TL;DR — The USE method (Utilization, Saturation, Errors) gives you a three‑dimensional view of every resource. By instrumenting each dimension with the right metrics and coupling them to concrete alerts, you can pinpoint CPU, memory, disk, and network bottlenecks before they cascade into outages.
Production systems are a mosaic of CPUs, RAM, SSDs, network interfaces, and the software that stitches them together. When one piece stalls, the whole service can feel the pain. The USE method, originally coined by Brendan Gregg, provides a pragmatic checklist that maps directly onto the observability stack most enterprises already run—Prometheus, Grafana, OpenTelemetry, and the like. This post walks through each leg of the method, shows you how to instrument it with real‑world tooling, and ties the metrics into architectural patterns that survive at scale.

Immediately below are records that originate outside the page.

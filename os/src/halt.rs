//! 停机
//!
//! 不可恢复的错误（未处理的陷阱、帧分配器簿记损坏、panic）都汇聚到这里：
//! 打印诊断信息与日志缓冲区中尚未读取的条目后在 `wfi` 中永久等待。
//! 输出直接写 UART，不经过任何锁。

use crate::console::emergency_writer;
use core::fmt::{self, Write};
use klog::LogOutput;
use sync::IntrGuard;
use trap::FatalTrap;

/// 不加锁的日志输出
struct EmergencyOutput;

impl LogOutput for EmergencyOutput {
    fn write_str(&self, s: &str) {
        let _ = emergency_writer().write_str(s);
    }
}

/// 打印 `Kernel Panic: <msg>` 后停机
pub fn halt(msg: &str) -> ! {
    halt_fmt(format_args!("{}", msg))
}

/// 同 [`halt`]，附带错误值
pub fn halt_with_error(msg: &str, err: impl fmt::Display) -> ! {
    halt_fmt(format_args!("{}: {}", msg, err))
}

/// 打印未处理陷阱的完整诊断信息后停机
pub fn fatal_trap(fatal: &FatalTrap) -> ! {
    let out = EmergencyOutput;
    out.write_str("Unexpected ");
    out.write_str(if fatal.trap.is_interrupt() {
        "interrupt"
    } else {
        "exception"
    });
    out.write_str("! scause=");
    out.write_hex(fatal.cause as u64);
    out.write_str(" sepc=");
    out.write_hex(fatal.epc as u64);
    out.write_str(" stval=");
    out.write_hex(fatal.tval as u64);
    out.write_str("\n");
    halt_with_error(fatal.message(), fatal.trap)
}

/// 打印格式化的停机信息
pub fn halt_fmt(args: fmt::Arguments<'_>) -> ! {
    // 永不释放：停机后不再进入任何陷阱
    let _guard = sync::arch_ops_registered().then(IntrGuard::new);
    let mut out = emergency_writer();
    let _ = writeln!(out, "Kernel Panic: {}", args);
    // 缓冲区里最近的日志，包括未达到控制台阈值的条目
    let _ = writeln!(out, "---- kernel log ----");
    klog::drain_log(&EmergencyOutput);
    let _ = writeln!(out, "Halting system.");
    loop {
        crate::arch::intr::wait_for_interrupt();
    }
}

Understanding the USE Method
The acronym stands for Utilization, Saturation, and Errors. Each dimension answers a specific question:
| Dimension | What it tells you | Typical metric |
|---|---|---|
| Utilization | How much of the resource is in use? | cpu_usage_percent, mem_used_bytes |
| Saturation | How backed up is the resource? | run_queue_length, disk_io_wait |
| Errors | Are there faults that prevent normal operation? | cpu_hardware_errors, disk_read_errors |
When you evaluate a resource through all three lenses, you can differentiate between “busy but healthy” (high utilization, low saturation, no errors) and “over‑committed” (high saturation, rising errors).
Utilization
Utilization is the easiest to measure. For CPUs, the metric is usually a percentage of total cycles spent executing non‑idle threads. For memory, it’s the fraction of RAM that is allocated or actively used.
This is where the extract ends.